Areva soupçonnée de corruption en Afrique du sud

Durée de lecture : 2 minutes

14 août 2012 / Marie-Caroline Lopez (latribune.fr)

Un quotidien sud-africain affirme que Areva a surpayé la compagnie Uramin en 2007 afin de s’assurer des contacts politiques décisifs pour emporter le premier appel d’offres, en cours à l’époque. En vain, puisque la compétition a alors été suspendue.


L’affaire Uramin n’est peut être pas finie. Tandis que tout le monde s’interroge depuis plus d’un an sur les raisons qui ont poussé Areva et sa patronne d’alors, Anne Lauvergeon, à surpayer en 2007 trois mines d’uranium en Afrique, le quotidien sud africain Mail & Guardian donne une nouvelle version de l’histoire. Au terme d’une longue enquête très documentée, le journal affirme qu’Areva a sciemment payé « trop » cher afin de s’assurer du soutien d’hommes clés autour du président de la république de l’époque Thabo Mbeki. Le but : gagner le méga appel d’offres nucléaire en cours. Areva se battait alors farouchement contre Toshiba-Westinghouse pour vendre 2 EPR à Pretoria (3.500 MW) tandis que des réacteurs supplémentaires, allant jusqu’à 20.000 MW, étaient évoqués.

2,5 milliards de dollars partis en fumée

De quoi inciter Anne Lauvergeon à payer 2,5 milliards de dollars des mines qui semblaient en valoir la moitié à l’époque et qu’Areva a ramené récemment à zéro dans ses comptes ? C’est en tout cas la thèse de Mail & Guardian qui explique longuement, en citant nominativement un ancien conseiller du patron d’Uramin et un de ses premiers associés, que de nombreux « consultants », partenaires commerciaux, associés, dirigeants d’Uramin étaient des proches, à un titre ou à un autre, du président de la république de l’époque. Dont le frère de la vice présidente d’alors.

« Le deal était qu’Areva achète Uramin et gagne en retour l’appel d’offres.

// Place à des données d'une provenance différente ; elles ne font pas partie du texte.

//! Rate Limiting
//!
//! Sliding-window limiter keyed by source address and endpoint class.
//! Windows live in a process-wide map; timestamps older than the window are
//! pruned on every check, and the map itself is pruned once it grows large.

use std::collections::{HashMap, VecDeque};
use std::net::IpAddr;
use std::sync::Mutex;
use std::time::{Duration, Instant};

use crate::utils::error::{AppError, AppResult};

/// One endpoint class's budget within a rolling window.
#[derive(Debug, Clone, Copy)]
pub struct LimitRule {
    pub name: &'static str,
    pub max_requests: usize,
    pub window: Duration,
}

/// Research starts: 20 POSTs per minute per address.
pub const RESEARCH_RULE: LimitRule = LimitRule {
    name: "research",
    max_requests: 20,
    window: Duration::from_secs(60),
};

/// History reads: 60 GETs per minute per address.
pub const HISTORY_RULE: LimitRule = LimitRule {
    name: "history",
    max_requests: 60,
    window: Duration::from_secs(60),
};

/// Map size above which stale windows are swept.
const PRUNE_THRESHOLD: usize = 1024;

/// Sliding-window request limiter.
#[derive(Default)]
pub struct RateLimiter {
    windows: Mutex<HashMap<(IpAddr, &'static str), VecDeque<Instant>>>,
}

impl RateLimiter {
    pub fn new() -> Self {
        Self::default()
    }

    /// Admit or reject one request. Rejection carries the seconds until the
    /// oldest tracked request leaves the window.
    pub fn check(&self, addr: IpAddr, rule: &LimitRule) -> AppResult<()> {
        let now = Instant::now();
        let mut windows = self.windows.lock().expect("rate limiter lock poisoned");

        if windows.len() > PRUNE_THRESHOLD {
            windows.retain(|_, timestamps| {
                timestamps
                    .back()
                    .is_some_and(|t| now.duration_since(*t) < rule.window)
            });
        }

        let timestamps = windows.entry((addr, rule.name)).or_default();
        while timestamps
            .front()
            .is_some_and(|t| now.duration_since(*t) >= rule.window)
        {
            timestamps.pop_front();
        }

        if timestamps.len() >= rule.max_requests {
            let oldest = timestamps.front().copied().unwrap_or(now);
            let retry_after = rule.window.saturating_sub(now.duration_since(oldest));
            return Err(AppError::RateLimited {
                retry_after_secs: retry_after.as_secs().max(1),
            });
        }

        timestamps.push_back(now);
        Ok(())
    }
}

Areva payait trop cher Uramin - qui valait la moitié. Mais le groupe français allait décrocher des contrats pour des réacteurs et une usine d’enrichissement, pour une valeur dix fois supérieure », affirme un « consultant d’Uramin », anonyme, celui-là, selon le quotidien sud africain. Interrogé, Areva se refuse à tout commentaire.

Un lobbying très actif

Si l’histoire est vraie - toutes les personnes incriminées démentent dans l’article -, Areva aura décidemment fait une double mauvaise affaire puisque l’appel d’offres a été suspendue fin 2008, deux mois après le débarquement de Thabo Mbeki et d’une partie de son gouvernement. Le très actif lobbying d’Areva en Afrique du Sud et le soutien sans faille fourni par le gouvernement français dans cette bataille commerciale sont, eux, une réalité non démentie.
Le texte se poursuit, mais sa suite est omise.